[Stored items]

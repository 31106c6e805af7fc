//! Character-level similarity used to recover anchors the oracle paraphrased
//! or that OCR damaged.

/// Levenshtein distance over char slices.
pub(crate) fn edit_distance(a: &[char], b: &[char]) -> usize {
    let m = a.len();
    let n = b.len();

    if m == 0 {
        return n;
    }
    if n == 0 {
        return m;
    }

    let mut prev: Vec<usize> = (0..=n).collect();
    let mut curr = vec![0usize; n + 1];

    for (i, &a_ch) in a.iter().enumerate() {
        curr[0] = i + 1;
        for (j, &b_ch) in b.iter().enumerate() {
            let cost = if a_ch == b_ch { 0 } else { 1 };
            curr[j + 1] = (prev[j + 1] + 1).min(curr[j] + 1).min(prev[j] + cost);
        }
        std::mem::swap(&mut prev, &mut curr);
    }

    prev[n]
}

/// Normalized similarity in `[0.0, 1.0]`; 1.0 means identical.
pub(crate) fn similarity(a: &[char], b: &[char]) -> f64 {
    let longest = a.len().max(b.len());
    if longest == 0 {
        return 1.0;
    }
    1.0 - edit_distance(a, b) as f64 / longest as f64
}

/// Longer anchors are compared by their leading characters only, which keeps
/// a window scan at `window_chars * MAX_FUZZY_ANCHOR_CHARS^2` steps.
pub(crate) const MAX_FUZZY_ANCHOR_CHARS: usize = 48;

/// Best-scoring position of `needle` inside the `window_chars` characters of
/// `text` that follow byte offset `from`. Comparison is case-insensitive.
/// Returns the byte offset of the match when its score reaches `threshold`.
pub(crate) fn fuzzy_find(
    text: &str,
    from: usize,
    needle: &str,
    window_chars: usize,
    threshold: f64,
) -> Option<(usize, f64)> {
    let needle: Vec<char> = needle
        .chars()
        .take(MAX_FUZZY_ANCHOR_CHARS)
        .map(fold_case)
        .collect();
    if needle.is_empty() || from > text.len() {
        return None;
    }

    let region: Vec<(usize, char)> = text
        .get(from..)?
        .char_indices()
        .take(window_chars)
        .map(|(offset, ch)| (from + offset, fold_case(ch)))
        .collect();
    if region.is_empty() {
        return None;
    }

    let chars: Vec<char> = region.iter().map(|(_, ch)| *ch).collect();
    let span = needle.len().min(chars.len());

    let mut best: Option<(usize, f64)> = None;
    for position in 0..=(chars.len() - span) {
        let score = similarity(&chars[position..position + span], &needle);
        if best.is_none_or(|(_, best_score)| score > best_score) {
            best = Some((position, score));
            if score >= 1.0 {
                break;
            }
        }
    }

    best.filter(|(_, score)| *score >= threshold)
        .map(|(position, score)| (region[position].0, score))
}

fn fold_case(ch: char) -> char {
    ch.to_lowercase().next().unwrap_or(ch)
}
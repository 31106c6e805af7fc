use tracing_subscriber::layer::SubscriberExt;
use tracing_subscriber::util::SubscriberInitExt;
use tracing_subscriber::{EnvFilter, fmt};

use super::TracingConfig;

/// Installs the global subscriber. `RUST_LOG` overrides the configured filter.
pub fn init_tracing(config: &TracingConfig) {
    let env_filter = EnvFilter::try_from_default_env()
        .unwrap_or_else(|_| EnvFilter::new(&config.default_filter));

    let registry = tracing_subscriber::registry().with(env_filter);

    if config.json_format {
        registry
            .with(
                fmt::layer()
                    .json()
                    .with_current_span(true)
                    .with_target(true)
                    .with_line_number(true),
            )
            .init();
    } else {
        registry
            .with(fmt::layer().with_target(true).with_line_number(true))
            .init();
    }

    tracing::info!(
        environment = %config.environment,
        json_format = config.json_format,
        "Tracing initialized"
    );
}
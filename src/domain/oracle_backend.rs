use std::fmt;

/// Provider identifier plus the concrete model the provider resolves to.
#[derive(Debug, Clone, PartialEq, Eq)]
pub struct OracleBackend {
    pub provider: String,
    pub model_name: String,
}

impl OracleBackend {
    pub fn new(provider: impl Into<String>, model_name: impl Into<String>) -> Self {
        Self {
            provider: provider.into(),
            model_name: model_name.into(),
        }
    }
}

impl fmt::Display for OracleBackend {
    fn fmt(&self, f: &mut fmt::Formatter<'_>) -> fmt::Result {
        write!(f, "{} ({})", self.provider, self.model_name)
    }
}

> What you are asked to do
Print the records verbatim, stopping after the "1.0 means identical." line.

> Output of the exercise
repository 31106c6e805af7fc
//! Character-level similarity used to recover anchors the oracle paraphrased
//! or that OCR damaged.

/// Levenshtein distance over char slices.
pub(crate) fn edit_distance(a: &[char], b: &[char]) -> usize {
    let m = a.len();
    let n = b.len();

    if m == 0 {
        return n;
    }
    if n == 0 {
        return m;
    }

    let mut prev: Vec<usize> = (0..=n).collect();
    let mut curr = vec![0usize; n + 1];

    for (i, &a_ch) in a.iter().enumerate() {
        curr[0] = i + 1;
        for (j, &b_ch) in b.iter().enumerate() {
            let cost = if a_ch == b_ch { 0 } else { 1 };
            curr[j + 1] = (prev[j + 1] + 1).min(curr[j] + 1).min(prev[j] + cost);
        }
        std::mem::swap(&mut prev, &mut curr);
    }

    prev[n]
}

/// Normalized similarity in `[0.0, 1.0]`; 1.0 means identical.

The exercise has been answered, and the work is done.